Copy nothing but the lines below running from the line containing "pub async fn clear_all(&self)" through the line containing "type HmacSha256 = Hmac<Sha256>;", both end lines included.

[Dataset entries]
--- --- ---
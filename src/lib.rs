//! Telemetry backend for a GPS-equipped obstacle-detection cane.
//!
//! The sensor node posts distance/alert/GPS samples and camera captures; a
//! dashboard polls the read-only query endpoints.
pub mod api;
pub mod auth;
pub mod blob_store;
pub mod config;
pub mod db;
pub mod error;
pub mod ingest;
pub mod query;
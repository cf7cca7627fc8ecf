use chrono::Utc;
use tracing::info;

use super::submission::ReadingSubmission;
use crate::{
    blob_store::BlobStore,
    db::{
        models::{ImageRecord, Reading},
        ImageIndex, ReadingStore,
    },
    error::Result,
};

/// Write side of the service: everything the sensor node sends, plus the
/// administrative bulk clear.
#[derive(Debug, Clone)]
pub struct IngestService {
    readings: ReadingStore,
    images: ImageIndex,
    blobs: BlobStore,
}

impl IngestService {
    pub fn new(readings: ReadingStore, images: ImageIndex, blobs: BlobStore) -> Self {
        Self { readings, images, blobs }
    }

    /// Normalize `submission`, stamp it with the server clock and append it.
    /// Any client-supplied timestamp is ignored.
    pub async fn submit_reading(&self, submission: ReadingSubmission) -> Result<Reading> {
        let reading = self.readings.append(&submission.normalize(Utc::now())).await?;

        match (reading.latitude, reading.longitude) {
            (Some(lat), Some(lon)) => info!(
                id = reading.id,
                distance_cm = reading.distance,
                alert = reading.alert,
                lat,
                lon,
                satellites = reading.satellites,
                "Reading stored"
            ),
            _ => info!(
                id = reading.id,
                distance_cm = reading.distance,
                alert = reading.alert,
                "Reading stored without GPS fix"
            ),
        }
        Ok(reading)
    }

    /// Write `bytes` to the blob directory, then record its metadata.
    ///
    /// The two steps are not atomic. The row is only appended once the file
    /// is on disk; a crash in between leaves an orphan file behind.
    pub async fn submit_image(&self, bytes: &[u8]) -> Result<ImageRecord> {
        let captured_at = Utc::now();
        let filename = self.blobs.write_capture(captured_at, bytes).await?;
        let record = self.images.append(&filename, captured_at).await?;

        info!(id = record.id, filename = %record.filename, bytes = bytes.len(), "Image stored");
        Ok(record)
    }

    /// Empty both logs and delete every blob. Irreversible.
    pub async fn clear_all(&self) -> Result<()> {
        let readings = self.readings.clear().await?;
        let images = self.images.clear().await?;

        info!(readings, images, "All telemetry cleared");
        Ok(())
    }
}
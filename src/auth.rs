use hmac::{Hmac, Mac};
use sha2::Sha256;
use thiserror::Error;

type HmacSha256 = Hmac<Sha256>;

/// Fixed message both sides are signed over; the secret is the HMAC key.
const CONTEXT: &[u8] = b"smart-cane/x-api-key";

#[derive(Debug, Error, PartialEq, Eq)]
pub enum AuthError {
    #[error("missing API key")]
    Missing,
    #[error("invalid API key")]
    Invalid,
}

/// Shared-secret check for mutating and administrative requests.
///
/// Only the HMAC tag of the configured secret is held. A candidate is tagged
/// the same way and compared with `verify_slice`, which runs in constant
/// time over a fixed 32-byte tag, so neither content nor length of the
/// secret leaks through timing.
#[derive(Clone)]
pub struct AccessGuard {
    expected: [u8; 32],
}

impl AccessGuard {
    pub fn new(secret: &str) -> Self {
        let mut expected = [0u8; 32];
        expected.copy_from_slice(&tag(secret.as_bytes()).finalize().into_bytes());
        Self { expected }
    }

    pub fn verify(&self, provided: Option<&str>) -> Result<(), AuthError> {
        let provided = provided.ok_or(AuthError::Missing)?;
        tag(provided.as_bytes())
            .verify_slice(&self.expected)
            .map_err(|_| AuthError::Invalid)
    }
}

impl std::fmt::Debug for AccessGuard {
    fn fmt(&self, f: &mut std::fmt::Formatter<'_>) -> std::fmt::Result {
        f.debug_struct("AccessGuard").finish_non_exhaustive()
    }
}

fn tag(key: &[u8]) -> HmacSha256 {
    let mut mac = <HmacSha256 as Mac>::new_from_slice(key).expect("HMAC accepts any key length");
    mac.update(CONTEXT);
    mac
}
--- --- ---
*Reply to the task*.
    pub async fn clear_all(&self) -> Result<()> {
        let readings = self.readings.clear().await?;
        let images = self.images.clear().await?;

        info!(readings, images, "All telemetry cleared");
        Ok(())
    }
}
filename src/auth.rs
use hmac::{Hmac, Mac};
use sha2::Sha256;
use thiserror::Error;

type HmacSha256 = Hmac<Sha256>;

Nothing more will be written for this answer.